Personal information
- Full name: Behrang Safari
- Date of birth: 9 February 1985 (age 41)
- Place of birth: Tehran, Iran
- Height: 1.81 m (5 ft 11 in)
- Positions: Left-back; centre-back;

Youth career
- 1992–2001: Lunds SK
- 2001–2004: Malmö FF

Senior career*
- Years: Team / Apps / (Gls)
- 2004–2008: Malmö FF / 59 / (2)
- 2008–2011: FC Basel / 94 / (1)
- 2011–2013: Anderlecht / 44 / (0)
- 2013–2016: FC Basel / 64 / (0)
- 2016–2020: Malmö FF / 82 / (1)
- 2021: Lunds SK / 6 / (1)
- Total:  / 349 / (5)

International career
- 2008–2013: Sweden / 31 / (0)

= Behrang Safari =

Swedish footballer (born 1985)

Behrang Safari (بهرنگ صفری, /fa/; born 9 February 1985) is a former professional footballer who played as a defender. Starting off his professional career with Malmö FF in 2004, he went on to play for FC Basel and RSC Anderlecht before retiring at Malmö in 2020. Born in Iran, he won 31 caps for the Sweden national team and was named in their UEFA Euro 2012 squad.

==Early life==
Behrang Safari emigrated to Sweden as a two-year-old from Tehran, Iran, with his family. They settled in the small town of Höganäs, and later moved to Lund when he was five.

==Club career==
===Malmö FF===
Safari came through the ranks at Malmö FF and played his first game in the Allsvenskan in July 2004 when he came on as a substitute. He made his UEFA debut in the 2004 UEFA Intertoto Cup on 19 June 2004 against Cork City F.C. He won the Allsvenskan in his first season and became a first-team regular the following season.

===FC Basel===
On 15 June 2008, Malmö announced that Safari had been sold to FC Basel in Switzerland. This was confirmed one day later by FCB Online and they stated that he signed a three-year contract. He joined Basel's first team for their 2008–09 season under head coach Christian Gross. To the beginning of the season Safari was member of the Basel team that won the Uhrencup. They beat Legia Warsaw 6–1 and played a 2–2 draw with Borussia Dortmund to end the table on top slot above Dortmund and Luzern. After playing in seven test games, Safari played his domestic league debut for the club in the home game in the St. Jakob-Park on 23 July 2008 as Basel won 1–0 against Grasshopper Club Zürich.
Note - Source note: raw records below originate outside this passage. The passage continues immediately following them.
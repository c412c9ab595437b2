//! Line-oriented editor for Klipper and Moonraker config files
//!
//! Only section headers are interpreted. Lines outside the edited section,
//! the file's line ending (LF or CRLF) and its final newline are kept as
//! they were. Klipper appends an
//! auto-generated `#*# <---------------------- SAVE_CONFIG ---------------------->`
//! block to printer.cfg which must stay last, so new sections are inserted
//! above it.

use camino::Utf8Path;
use std::fs;
use tmca_core::{Error, Result, ServiceInstance};
use tracing::{debug, warn};

use crate::traits::{ConfigEditor, EditStatus, SectionEdit};

const SAVE_CONFIG_MARKER: &str = "#*#";

/// In-memory view of a config file
#[derive(Debug, Clone, PartialEq, Eq)]
pub struct ConfigDocument {
    lines: Vec<String>,
    newline: &'static str,
    final_newline: bool,
}

impl ConfigDocument {
    pub fn parse(content: &str) -> Self {
        Self {
            lines: content.lines().map(str::to_string).collect(),
            newline: if content.contains("\r\n") { "\r\n" } else { "\n" },
            final_newline: content.is_empty() || content.ends_with('\n'),
        }
    }

    /// Section name of a header line, `[name]` with optional trailing comment
    fn header_name(line: &str) -> Option<&str> {
        let line = line.trim_start();
        let rest = line.strip_prefix('[')?;
        let end = rest.find(']')?;
        let tail = rest[end + 1..].trim_start();
        if !(tail.is_empty() || tail.starts_with('#') || tail.starts_with(';')) {
            return None;
        }
        Some(rest[..end].trim())
    }

    fn is_boundary(line: &str) -> bool {
        Self::header_name(line).is_some() || line.starts_with(SAVE_CONFIG_MARKER)
    }

    fn find_section(&self, name: &str) -> Option<usize> {
        self.lines
            .iter()
            .take(self.save_config_start())
            .position(|l| Self::header_name(l) == Some(name))
    }

    /// Index of the first SAVE_CONFIG line, or the line count
    fn save_config_start(&self) -> usize {
        self.lines
            .iter()
            .position(|l| l.starts_with(SAVE_CONFIG_MARKER))
            .unwrap_or(self.lines.len())
    }

    pub fn has_section(&self, name: &str) -> bool {
        self.find_section(name).is_some()
    }

    /// Add `[name]` with `options`; returns false if the section already exists
    pub fn add_section(&mut self, name: &str, options: &[(String, String)]) -> bool {
        if self.has_section(name) {
            return false;
        }

        let mut insert_at = self.save_config_start();
        while insert_at > 0 && self.lines[insert_at - 1].trim().is_empty() {
            insert_at -= 1;
        }

        let mut block = Vec::with_capacity(options.len() + 3);
        if insert_at > 0 {
            block.push(String::new());
        }
        block.push(format!("[{}]", name));
        block.extend(options.iter().map(|(k, v)| format!("{}: {}", k, v)));
        if self
            .lines
            .get(insert_at)
            .is_some_and(|l| !l.trim().is_empty())
        {
            block.push(String::new());
        }

        self.lines.splice(insert_at..insert_at, block);
        true
    }

    /// Remove `[name]` and its body; returns false if the section was absent
    pub fn remove_section(&mut self, name: &str) -> bool {
        let Some(start) = self.find_section(name) else {
            return false;
        };

        let end = self.lines[start + 1..]
            .iter()
            .position(|l| Self::is_boundary(l))
            .map(|offset| start + 1 + offset)
            .unwrap_or(self.lines.len());
        let was_last = end == self.lines.len();

        self.lines.drain(start..end);

        // collapse the blank run left at the seam
        while start > 0
            && start < self.lines.len()
            && self.lines[start - 1].trim().is_empty()
            && self.lines[start].trim().is_empty()
        {
            self.lines.remove(start);
        }
        // the separator above a trailing section would otherwise dangle
        if was_last {
            while self.lines.last().is_some_and(|l| l.trim().is_empty()) {
                self.lines.pop();
            }
        }
        true
    }

    pub fn render(&self) -> String {
        if self.lines.is_empty() {
            return String::new();
        }
        let mut out = self.lines.join(self.newline);
        if self.final_newline {
            out.push_str(self.newline);
        }
        out
    }
}

/// [`ConfigEditor`] rewriting each instance's primary config file in place
#[derive(Debug, Default, Clone, Copy)]
pub struct SectionConfigEditor;

impl SectionConfigEditor {
    pub fn new() -> Self {
        Self
    }

    fn edit<F>(&self, section: &str, path: &Utf8Path, apply: F) -> Result<SectionEdit>
    where
        F: FnOnce(&mut ConfigDocument) -> bool,
    {
        if !path.is_file() {
            warn!("Config file {} not found, skipping [{}]", path, section);
            return Ok(SectionEdit {
                path: path.to_path_buf(),
                status: EditStatus::MissingFile,
            });
        }

        let content = fs::read_to_string(path)
            .map_err(|e| Error::section_edit(section, path.as_str(), e.to_string()))?;
        let mut doc = ConfigDocument::parse(&content);

        let status = if apply(&mut doc) {
            fs::write(path, doc.render())
                .map_err(|e| Error::section_edit(section, path.as_str(), e.to_string()))?;
            debug!("Updated [{}] in {}", section, path);
            EditStatus::Changed
        } else {
            EditStatus::Unchanged
        };

        Ok(SectionEdit {
            path: path.to_path_buf(),
            status,
        })
    }
}

impl ConfigEditor for SectionConfigEditor {
    fn add_section(
        &self,
        section: &str,
        instances: &[ServiceInstance],
        options: &[(String, String)],
    ) -> Result<Vec<SectionEdit>> {
        instances
            .iter()
            .map(|i| self.edit(section, &i.cfg_file(), |doc| doc.add_section(section, options)))
            .collect()
    }

    fn remove_section(
        &self,
        section: &str,
        instances: &[ServiceInstance],
    ) -> Result<Vec<SectionEdit>> {
        instances
            .iter()
            .map(|i| self.edit(section, &i.cfg_file(), |doc| doc.remove_section(section)))
            .collect()
    }

    fn has_section(&self, section: &str, instance: &ServiceInstance) -> Result<bool> {
        let path = instance.cfg_file();
        if !path.is_file() {
            return Ok(false);
        }
        let content = fs::read_to_string(&path)?;
        Ok(ConfigDocument::parse(&content).has_section(section))
    }
}
//! Terminal implementations of the `Interaction` collaborator

use console::Style;
use dialoguer::{Confirm, Select};
use tmca_core::{Error, Result};
use tmca_host::{DialogKind, Interaction, MessageLevel};

use crate::output;

fn show_dialog(kind: DialogKind, lines: &[String]) {
    let (title, color) = match kind {
        DialogKind::Attention => ("ATTENTION", Style::new().yellow().bold()),
        DialogKind::Info => ("INFO", Style::new().cyan()),
        DialogKind::Warning => ("WARNING", Style::new().red().bold()),
    };
    println!();
    output::boxed(title, color, lines);
}

fn show_message(level: MessageLevel, message: &str) {
    match level {
        MessageLevel::Status => output::status(message),
        MessageLevel::Info => output::info(message),
        MessageLevel::Warning => output::warning(message),
        MessageLevel::Error => output::error(message),
        MessageLevel::Success => output::success(message),
    }
}

// git runs with captured output, so nothing else writes while this spins
fn show_progress(message: &str, task: &mut dyn FnMut() -> Result<()>) -> Result<()> {
    let spinner = output::spinner(message);
    let result = task();
    spinner.finish_and_clear();
    output::status(message);
    result
}

/// Interactive prompts on the controlling terminal
#[derive(Debug, Default, Clone, Copy)]
pub struct TerminalInteraction;

impl TerminalInteraction {
    pub fn new() -> Self {
        Self
    }
}

impl Interaction for TerminalInteraction {
    fn confirm(&self, question: &str, default: bool, allow_back: bool) -> Result<bool> {
        if !allow_back {
            return Confirm::new()
                .with_prompt(question)
                .default(default)
                .interact()
                .map_err(|e| Error::prompt(e.to_string()));
        }

        // Back leaves the operation, same as answering no
        let choice = Select::new()
            .with_prompt(question)
            .items(&["Yes", "No", "Back"])
            .default(if default { 0 } else { 1 })
            .interact()
            .map_err(|e| Error::prompt(e.to_string()))?;
        Ok(choice == 0)
    }

    fn dialog(&self, kind: DialogKind, lines: &[String]) {
        show_dialog(kind, lines);
    }

    fn notify(&self, level: MessageLevel, message: &str) {
        show_message(level, message);
    }

    fn with_progress(&self, message: &str, task: &mut dyn FnMut() -> Result<()>) -> Result<()> {
        show_progress(message, task)
    }
}

/// Non-interactive mode for `--yes`: every question is answered "yes"
#[derive(Debug, Default, Clone, Copy)]
pub struct AssumeYes;

impl AssumeYes {
    pub fn new() -> Self {
        Self
    }
}

impl Interaction for AssumeYes {
    fn confirm(&self, question: &str, _default: bool, _allow_back: bool) -> Result<bool> {
        output::info(&format!("{} yes", question));
        tracing::debug!("Auto-confirmed: {}", question);
        Ok(true)
    }

    fn dialog(&self, kind: DialogKind, lines: &[String]) {
        show_dialog(kind, lines);
    }

    fn notify(&self, level: MessageLevel, message: &str) {
        show_message(level, message);
    }

    fn with_progress(&self, message: &str, task: &mut dyn FnMut() -> Result<()>) -> Result<()> {
        show_progress(message, task)
    }
}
Basel joined the 2008–09 UEFA Champions League in the second qualifying round. Safari played his first European game in a Basel shirt on 30 July 2008 in a 1–1 Champions League qualifying match draw with IFK Göteborg at Ullevi. With an aggregate score of 5–3 they eliminated Göteborg. The next round would have Basel overtake Vitória de Guimarães despite a first leg goalless draw, succeeding with a second leg 2–1 win. They advanced to the group stage. Basel would be matched with Barcelona, Sporting CP and Shakhtar Donetsk, but would end the string in last position winning just one point after a 1–1 draw in Camp Nou. At the end of the 2008–09 Super League season Basel were third in the table, seven points behind new champions Zürich and one adrift of runners-up Young Boys. In the 2008–09 Swiss Cup Basel advanced via Schötz, Bulle, Thun and Zurich to the semi-finals. But here they were stopped by Young Boys. After a goalless 90 minutes and extra time YB decided the penalty shoot-out 3–2 and advanced to the final to become runners-up, as Sion became cup winners.

For their 2009–10 season Basel appointed Thorsten Fink as their new head coach. Safari scored his first goal for the club on 7 February 2010 in the home game in the St. Jakob-Park as Basel won 4–0 against BSC Young Boys. Basel joined the 2009–10 UEFA Europa League in the second qualifying round. Basel advanced to the group stage, in which despite winning three of the six games the ended in third position and were eliminated. They finished four points behind group winners Roma and one behind Fulham, against whom they lost 3–2 in the last game of the stage. At the end of the 2009–10 season he won the Double with his club. They won the League Championship title with 3 points advantage over second placed Young Boys. The team won the Swiss Cup, winning the final 6–0 against Lausanne-Sport.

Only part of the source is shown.